Plasmon hybridization and Fano resonance are two additional optical processes that can be used in various applications, such as plasmon-enhanced light harvesting, plasmon-mediated energy transfer, and plasmon-induced hot electron generation. These processes arise from the coupling between plasmons in different nanostructures and the interference between a discrete resonance and a broad background continuum. Overall, manipulating the optical processes in plasmonic nanostructures provides a versatile platform for achieving various applications, including sensing, imaging, energy conversion, and catalysis. The continued development and optimization of these processes will enable new and exciting applications in the future.
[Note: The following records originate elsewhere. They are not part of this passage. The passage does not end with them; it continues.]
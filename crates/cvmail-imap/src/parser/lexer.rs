//! Byte cursor over a single framed server response.
//!
//! A framed response may contain literals (`{n}\r\n` followed by `n` raw
//! bytes), so the cursor works on bytes and only decodes text on demand.

use crate::{Error, Result};

/// Cursor over one response.
#[derive(Debug)]
pub struct Lexer<'a> {
    input: &'a [u8],
    pos: usize,
}

impl<'a> Lexer<'a> {
    /// Creates a lexer at the start of `input`.
    #[must_use]
    pub const fn new(input: &'a [u8]) -> Self {
        Self { input, pos: 0 }
    }

    /// Current byte offset.
    #[must_use]
    pub const fn position(&self) -> usize {
        self.pos
    }

    /// Returns the next byte without consuming it.
    #[must_use]
    pub fn peek(&self) -> Option<u8> {
        self.input.get(self.pos).copied()
    }

    /// Consumes one byte.
    pub fn advance(&mut self) -> Option<u8> {
        let b = self.peek()?;
        self.pos += 1;
        Some(b)
    }

    /// True once only a CRLF (or nothing) remains.
    #[must_use]
    pub fn at_line_end(&self) -> bool {
        matches!(self.remaining(), [] | [b'\r', b'\n'] | [b'\n'])
    }

    /// The unconsumed input.
    #[must_use]
    pub fn remaining(&self) -> &'a [u8] {
        self.input.get(self.pos..).unwrap_or_default()
    }

    pub(crate) fn error(&self, message: impl Into<String>) -> Error {
        Error::Parse {
            position: self.pos,
            message: message.into(),
        }
    }

    /// Consumes `expected` or fails.
    pub fn expect(&mut self, expected: u8) -> Result<()> {
        match self.peek() {
            Some(b) if b == expected => {
                self.pos += 1;
                Ok(())
            }
            Some(b) => Err(self.error(format!(
                "expected '{}', found '{}'",
                char::from(expected),
                char::from(b)
            ))),
            None => Err(self.error(format!("expected '{}', found end", char::from(expected)))),
        }
    }

    /// Consumes a single space.
    pub fn expect_space(&mut self) -> Result<()> {
        self.expect(b' ')
    }

    /// Skips any run of spaces.
    pub fn skip_spaces(&mut self) {
        while self.peek() == Some(b' ') {
            self.pos += 1;
        }
    }

    /// Reads an atom. Square-bracketed sections are kept whole, so
    /// `BODY[HEADER.FIELDS (FROM)]<0>` is one atom.
    pub fn read_atom(&mut self) -> Result<&'a str> {
        let input = self.input;
        let start = self.pos;
        let mut depth = 0usize;
        while let Some(b) = self.peek() {
            match b {
                b'[' => depth += 1,
                b']' => depth = depth.saturating_sub(1),
                b' ' | b'(' | b')' if depth == 0 => break,
                b'\r' | b'\n' | b'{' | b'"' if depth == 0 => break,
                _ => {}
            }
            self.pos += 1;
        }
        if self.pos == start {
            return Err(self.error("expected atom"));
        }
        std::str::from_utf8(&input[start..self.pos]).map_err(|_| self.error("atom is not UTF-8"))
    }

    /// Reads an unsigned 32-bit number.
    pub fn read_number(&mut self) -> Result<u32> {
        let start = self.pos;
        while self.peek().is_some_and(|b| b.is_ascii_digit()) {
            self.pos += 1;
        }
        std::str::from_utf8(&self.input[start..self.pos])
            .ok()
            .and_then(|s| s.parse().ok())
            .ok_or_else(|| Error::Parse {
                position: start,
                message: "expected number".to_string(),
            })
    }

    /// Reads a quoted string, literal or `NIL`. Returns raw bytes.
    pub fn read_nstring(&mut self) -> Result<Option<Vec<u8>>> {
        match self.peek() {
            Some(b'"') => self.read_quoted().map(Some),
            Some(b'{') => self.read_literal().map(|lit| Some(lit.to_vec())),
            Some(b'N' | b'n') => {
                let atom = self.read_atom()?;
                if atom.eq_ignore_ascii_case("NIL") {
                    Ok(None)
                } else {
                    Err(self.error(format!("expected string, found {atom}")))
                }
            }
            _ => Err(self.error("expected string")),
        }
    }

    /// Reads an atom, quoted string or literal as text.
    pub fn read_astring(&mut self) -> Result<String> {
        match self.peek() {
            Some(b'"') => Ok(String::from_utf8_lossy(&self.read_quoted()?).into_owned()),
            Some(b'{') => Ok(String::from_utf8_lossy(self.read_literal()?).into_owned()),
            _ => self.read_atom().map(str::to_string),
        }
    }

    fn read_quoted(&mut self) -> Result<Vec<u8>> {
        self.expect(b'"')?;
        let mut out = Vec::new();
        loop {
            match self.advance() {
                Some(b'"') => return Ok(out),
                Some(b'\\') => match self.advance() {
                    Some(b) => out.push(b),
                    None => return Err(self.error("unterminated quoted string")),
                },
                Some(b'\r' | b'\n') | None => return Err(self.error("unterminated quoted string")),
                Some(b) => out.push(b),
            }
        }
    }

    fn read_literal(&mut self) -> Result<&'a [u8]> {
        self.expect(b'{')?;
        let len = self.read_number()? as usize;
        if self.peek() == Some(b'+') {
            self.pos += 1;
        }
        self.expect(b'}')?;
        if self.peek() == Some(b'\r') {
            self.pos += 1;
        }
        self.expect(b'\n')?;
        let input = self.input;
        let end = self.pos + len;
        let data = input
            .get(self.pos..end)
            .ok_or_else(|| self.error(format!("literal of {len} bytes is truncated")))?;
        self.pos = end;
        Ok(data)
    }

    /// Skips one value of any shape: atom, string, literal or
    /// parenthesized list.
    pub fn skip_value(&mut self) -> Result<()> {
        match self.peek() {
            Some(b'(') => {
                self.pos += 1;
                loop {
                    self.skip_spaces();
                    match self.peek() {
                        Some(b')') => {
                            self.pos += 1;
                            return Ok(());
                        }
                        Some(_) => self.skip_value()?,
                        None => return Err(self.error("unterminated list")),
                    }
                }
            }
            Some(b'"') => self.read_quoted().map(|_| ()),
            Some(b'{') => self.read_literal().map(|_| ()),
            Some(_) => self.read_atom().map(|_| ()),
            None => Err(self.error("expected value")),
        }
    }

    /// Consumes the rest of the line, excluding the CRLF, as text.
    pub fn read_text(&mut self) -> String {
        let rest = self.remaining();
        let text = rest
            .strip_suffix(b"\r\n")
            .or_else(|| rest.strip_suffix(b"\n"))
            .unwrap_or(rest);
        self.pos = self.input.len();
        String::from_utf8_lossy(text).into_owned()
    }
}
Plasmonic nanoparticle arrays with lattice resonances have demonstrated promising applications in enhancing nonlinear optical phenomena due to their ability to excite multipole resonances. By tuning the size, shape, and spacing of the nanoparticles in the array, one can precisely control the lattice and plasmonic resonances, enabling tailored nonlinear optical responses for a wide range of applications.

Plasmonic nanostructures can help to increase conversion efficiency in light-driven devices through several mechanisms. Firstly, they can enhance light absorption by concentrating and trapping incident light within a small volume, increasing the amount of light available for conversion. Plasmonic nanostructures can also exhibit LSPR, resulting in a strong, resonant interaction between the nanostructure and incident light. This can lead to enhanced absorption, scattering, light confinement, and control. Additionally, plasmonic nanostructures can trap light within the active layer of a photovoltaic device, increasing the optical path length and improving the overall efficiency of the device. Finally, plasmonic hot carriers generated by plasmonic nanostructures can be used to drive chemical reactions or electrical current, leading to improved energy conversion efficiency and higher device performance.

The use of plasmonic nanostructures in photovoltaics faces several challenges. Plasmonic nanostructures can convert absorbed light into heat, leading to energy loss and reduced overall efficiency. Plasmonic nanostructures can be highly tailored for specific functionality, including being designed to enhance absorption in a specific spectral range, but the range may be somewhat narrow and not match the full range of solar radiation. The fabrication and integration of plasmonic nanostructures into photovoltaic devices can be complex and costly, requiring specialized equipment and processes. Furthermore, plasmonic nanostructures may not be compatible with other materials commonly used in photovoltaics, such as silicon, which can limit their practical use in device fabrication.

Plasmonic nanostructures can help to increase the bandwidth of various applications by providing tunability and flexibility in their optical properties. By controlling the size, shape, and composition of plasmonic nanostructures, it is possible to tailor their resonance and absorption properties across a wide range of frequencies, from ultraviolet to infrared. This tunability makes plasmonic nanostructures attractive for applications such as optical communication, sensing, and imaging, where broadband or multiband operation is desirable. Plasmonic nanostructures can also be designed to support multiple resonances simultaneously, which can further broaden the bandwidth and enhance the sensitivity of these devices. Overall, plasmonic nanostructures offer a promising approach to extending the bandwidth and functionality of various optical applications.